Management of the Managing General Partner has assessed the effectiveness of the Partnership’s internal control over financial reporting as of December 31, 2008, based upon the criteria established in “Internal Control - Integrated Framework” issued by the Committee of  Sponsoring Organizations of the Treadway Commission.  Based on this evaluation, management of the Managing General Partner concluded that the Partnership did not maintain effective internal control over financial reporting as of December 31, 2008 due to the material weakness discussed below.  A material weakness is a deficiency, or a combination of deficiencies, in internal control over financial reporting, such that there is a reasonable possibility that a material misstatement of the registrant’s annual or interim financial statements will not be prevented or detected on a timely basis.  Management of PDC, the Managing General Partner, identified the following material weakness related to the effectiveness of the Partnership’s internal control over financial reporting as of December 31, 2008:

 
·
For the transactions that are directly related to and processed by the Partnership, the Partnership failed to maintain sufficient documentation to adequately assess the operating effectiveness of internal control over financial reporting.  More specifically, the Partnership’s financial close and reporting narrative failed to adequately describe the process, identify key controls and assess segregation of duties.  This material weakness has not been remediated.

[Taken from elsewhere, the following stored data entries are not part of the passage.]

//! Which repository blobs are worth indexing.

use std::collections::BTreeSet;

/// Binary, media, archive, lock and build-artifact extensions (lowercase, no dot).
const EXCLUDED_EXTENSIONS: &[&str] = &[
    // images
    "png", "jpg", "jpeg", "gif", "bmp", "ico", "icns", "webp", "svg", "tif", "tiff", "psd",
    "avif", "heic",
    // fonts
    "woff", "woff2", "ttf", "otf", "eot",
    // audio and video
    "mp3", "mp4", "wav", "ogg", "flac", "aac", "m4a", "webm", "mov", "avi", "mkv",
    // archives
    "zip", "tar", "gz", "tgz", "bz2", "xz", "7z", "rar", "jar", "war",
    // compiled and binary
    "exe", "dll", "so", "dylib", "a", "o", "obj", "class", "pyc", "pyo", "wasm", "bin",
    "dat", "node",
    // documents and data blobs
    "pdf", "doc", "docx", "xls", "xlsx", "ppt", "pptx", "sqlite", "db",
    // lock files and build output
    "lock", "lockb", "map",
];

/// Lock files matched by exact file name.
const EXCLUDED_FILE_NAMES: &[&str] = &[
    "package-lock.json",
    "yarn.lock",
    "pnpm-lock.yaml",
    "bun.lockb",
    "Cargo.lock",
    "Gemfile.lock",
    "composer.lock",
    "poetry.lock",
    "Pipfile.lock",
    "go.sum",
];

/// Directories whose contents are never indexed, wherever they appear.
const EXCLUDED_DIRECTORIES: &[&str] = &[
    "node_modules",
    "dist",
    "build",
    "target",
    ".git",
    "vendor",
    ".next",
];

/// Decides from path and size alone whether a blob should be fetched.
#[derive(Debug, Clone)]
pub struct FileFilter {
    max_file_size_bytes: u64,
    extra_extensions: BTreeSet<Box<str>>,
}

impl FileFilter {
    /// Filter with a size cap and extra excluded extensions (lowercase, no dot).
    pub fn new(max_file_size_bytes: u64, extra_extensions: &[Box<str>]) -> Self {
        Self {
            max_file_size_bytes,
            extra_extensions: extra_extensions
                .iter()
                .map(|extension| extension.trim_start_matches('.').to_ascii_lowercase().into())
                .collect(),
        }
    }

    /// True when the blob at `path` with `size` bytes should be indexed.
    pub fn accepts(&self, path: &str, size: u64) -> bool {
        size <= self.max_file_size_bytes
            && !is_in_excluded_directory(path)
            && !self.has_excluded_name(path)
    }

    fn has_excluded_name(&self, path: &str) -> bool {
        let name = path.rsplit('/').next().unwrap_or(path);
        if EXCLUDED_FILE_NAMES.contains(&name) {
            return true;
        }
        let Some((_, extension)) = name.rsplit_once('.') else {
            return false;
        };
        let extension = extension.to_ascii_lowercase();
        EXCLUDED_EXTENSIONS.contains(&extension.as_str())
            || self.extra_extensions.contains(extension.as_str())
            || name.to_ascii_lowercase().ends_with(".min.js")
    }
}

fn is_in_excluded_directory(path: &str) -> bool {
    let mut segments: Vec<&str> = path.split('/').collect();
    segments.pop();
    segments
        .iter()
        .any(|segment| EXCLUDED_DIRECTORIES.contains(segment))
}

This Annual Report does not include an attestation report of the Partnership’s independent registered public accounting firm regarding internal control over financial reporting, which is not required until 2009.

(c)  Remediation of Material Weaknesses in Internal Control

Management of the Managing General Partner identified the following material weaknesses related to the effectiveness of the Partnership’s internal controls over financial reporting as of December 31, 2007:

 
·
The support for the Partnership’s general ledger depends in part on the effectiveness of controls of the Managing General Partner’s spreadsheets.  The overall ineffectiveness of the Managing General Partner's spreadsheet controls could have a material effect on the Partnership’s financial statements.  The Partnership did not maintain effective controls to ensure the completeness, accuracy, and validity of key financial statement spreadsheets generated by the Managing General Partner.  These spreadsheets are utilized by the Partnership to support significant balance sheet and income statement accounts.

 
- 42 -


 
·
The support for the Partnership’s derivative calculations depends in part on the effectiveness of controls of the Managing General Partner’s process.  The overall effectiveness of the Managing General Partner's derivative controls could have a material effect on the Partnership’s financial statements.  The Partnership did not maintain effective controls to ensure that the Managing General Partner had policies and procedures, or personnel with sufficient technical expertise to record derivative activities in accordance with generally accepted accounting principles.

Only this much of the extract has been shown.